What you should do. All of the entries need to be copied character for character.

--

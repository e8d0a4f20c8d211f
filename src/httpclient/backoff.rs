//! Backoff strategies for retry sleeps.

use rand::Rng;
use serde::{Deserialize, Serialize};
use std::time::Duration;

/// How inter-attempt delays grow.
#[derive(Clone, Copy, Debug, Default, PartialEq, Eq, Serialize, Deserialize)]
#[serde(rename_all = "lowercase")]
pub enum BackoffStrategy {
    /// `base · 2^(n-1)`
    #[default]
    Exponential,
    /// `base · n`
    Linear,
    /// `base`
    Constant,
}

impl BackoffStrategy {
    /// Raw delay before attempt `attempt + 1`, where `attempt` counts the
    /// attempts already made (1-based).
    #[must_use]
    pub fn delay(&self, base: Duration, attempt: u32) -> Duration {
        let attempt = attempt.max(1);
        match self {
            BackoffStrategy::Exponential => {
                let factor = 2u32.saturating_pow(attempt - 1);
                base.saturating_mul(factor)
            }
            BackoffStrategy::Linear => base.saturating_mul(attempt),
            BackoffStrategy::Constant => base,
        }
    }

    /// Delay with ±10% uniform jitter applied, clamped to `max`.
    #[must_use]
    pub fn jittered_delay(&self, base: Duration, max: Duration, attempt: u32) -> Duration {
        let raw = self.delay(base, attempt);
        let factor: f64 = rand::rng().random_range(0.9..=1.1);
        let jittered = raw.mul_f64(factor);
        jittered.min(max)
    }
}

#[cfg(test)]
mod tests {
    use super::*;

    #[test]
    fn growth_shapes() {
        let base = Duration::from_millis(10);
        assert_eq!(
            BackoffStrategy::Exponential.delay(base, 3),
            Duration::from_millis(40)
        );
        assert_eq!(
            BackoffStrategy::Linear.delay(base, 3),
            Duration::from_millis(30)
        );
        assert_eq!(
            BackoffStrategy::Constant.delay(base, 3),
            Duration::from_millis(10)
        );
    }

    #[test]
    fn jitter_stays_clamped() {
        let base = Duration::from_millis(50);
        let max = Duration::from_millis(60);
        for attempt in 1..=8 {
            let d = BackoffStrategy::Exponential.jittered_delay(base, max, attempt);
            assert!(d <= max, "attempt {attempt}: {d:?} > {max:?}");
        }
    }

    #[test]
    fn jitter_within_ten_percent_below_clamp() {
        let base = Duration::from_millis(100);
        let max = Duration::from_secs(10);
        for _ in 0..100 {
            let d = BackoffStrategy::Constant.jittered_delay(base, max, 1);
            assert!(d >= Duration::from_millis(90));
            assert!(d <= Duration::from_millis(110));
        }
    }
}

--

Response below.
repository e8d0a4f20c8d211f
filename src/httpclient/backoff.rs
//! Backoff strategies for retry sleeps.

use rand::Rng;
use serde::{Deserialize, Serialize};
use std::time::Duration;

/// How inter-attempt delays grow.
#[derive(Clone, Copy, Debug, Default, PartialEq, Eq, Serialize, Deserialize)]
#[serde(rename_all = "lowercase")]
pub enum BackoffStrategy {
    /// `base · 2^(n-1)`
    #[default]
    Exponential,
    /// `base · n`
    Linear,
    /// `base`
    Constant,
}

impl BackoffStrategy {
    /// Raw delay before attempt `attempt + 1`, where `attempt` counts the
    /// attempts already made (1-based).
    #[must_use]
    pub fn delay(&self, base: Duration, attempt: u32) -> Duration {
        let attempt = attempt.max(1);
        match self {
            BackoffStrategy::Exponential => {
                let factor = 2u32.saturating_pow(attempt - 1);
                base.saturating_mul(factor)
            }
            BackoffStrategy::Linear => base.saturating_mul(attempt),
            BackoffStrategy::Constant => base,
        }
    }

    /// Delay with ±10% uniform jitter applied, clamped to `max`.
    #[must_use]
    pub fn jittered_delay(&self, base: Duration, max: Duration, attempt: u32) -> Duration {
        let raw = self.delay(base, attempt);
        let factor: f64 = rand::rng().random_range(0.9..=1.1);
        let jittered = raw.mul_f64(factor);
        jittered.min(max)
    }
}

#[cfg(test)]
mod tests {
    use super::*;

    #[test]
    fn growth_shapes() {
        let base = Duration::from_millis(10);
        assert_eq!(
            BackoffStrategy::Exponential.delay(base, 3),
            Duration::from_millis(40)
        );
        assert_eq!(
            BackoffStrategy::Linear.delay(base, 3),
            Duration::from_millis(30)
        );
        assert_eq!(
            BackoffStrategy::Constant.delay(base, 3),
            Duration::from_millis(10)
        );
    }

    #[test]
    fn jitter_stays_clamped() {
        let base = Duration::from_millis(50);
        let max = Duration::from_millis(60);
        for attempt in 1..=8 {
            let d = BackoffStrategy::Exponential.jittered_delay(base, max, attempt);
            assert!(d <= max, "attempt {attempt}: {d:?} > {max:?}");
        }
    }

    #[test]
    fn jitter_within_ten_percent_below_clamp() {
        let base = Duration::from_millis(100);
        let max = Duration::from_secs(10);
        for _ in 0..100 {
            let d = BackoffStrategy::Constant.jittered_delay(base, max, 1);
            assert!(d >= Duration::from_millis(90));
            assert!(d <= Duration::from_millis(110));
        }
    }
}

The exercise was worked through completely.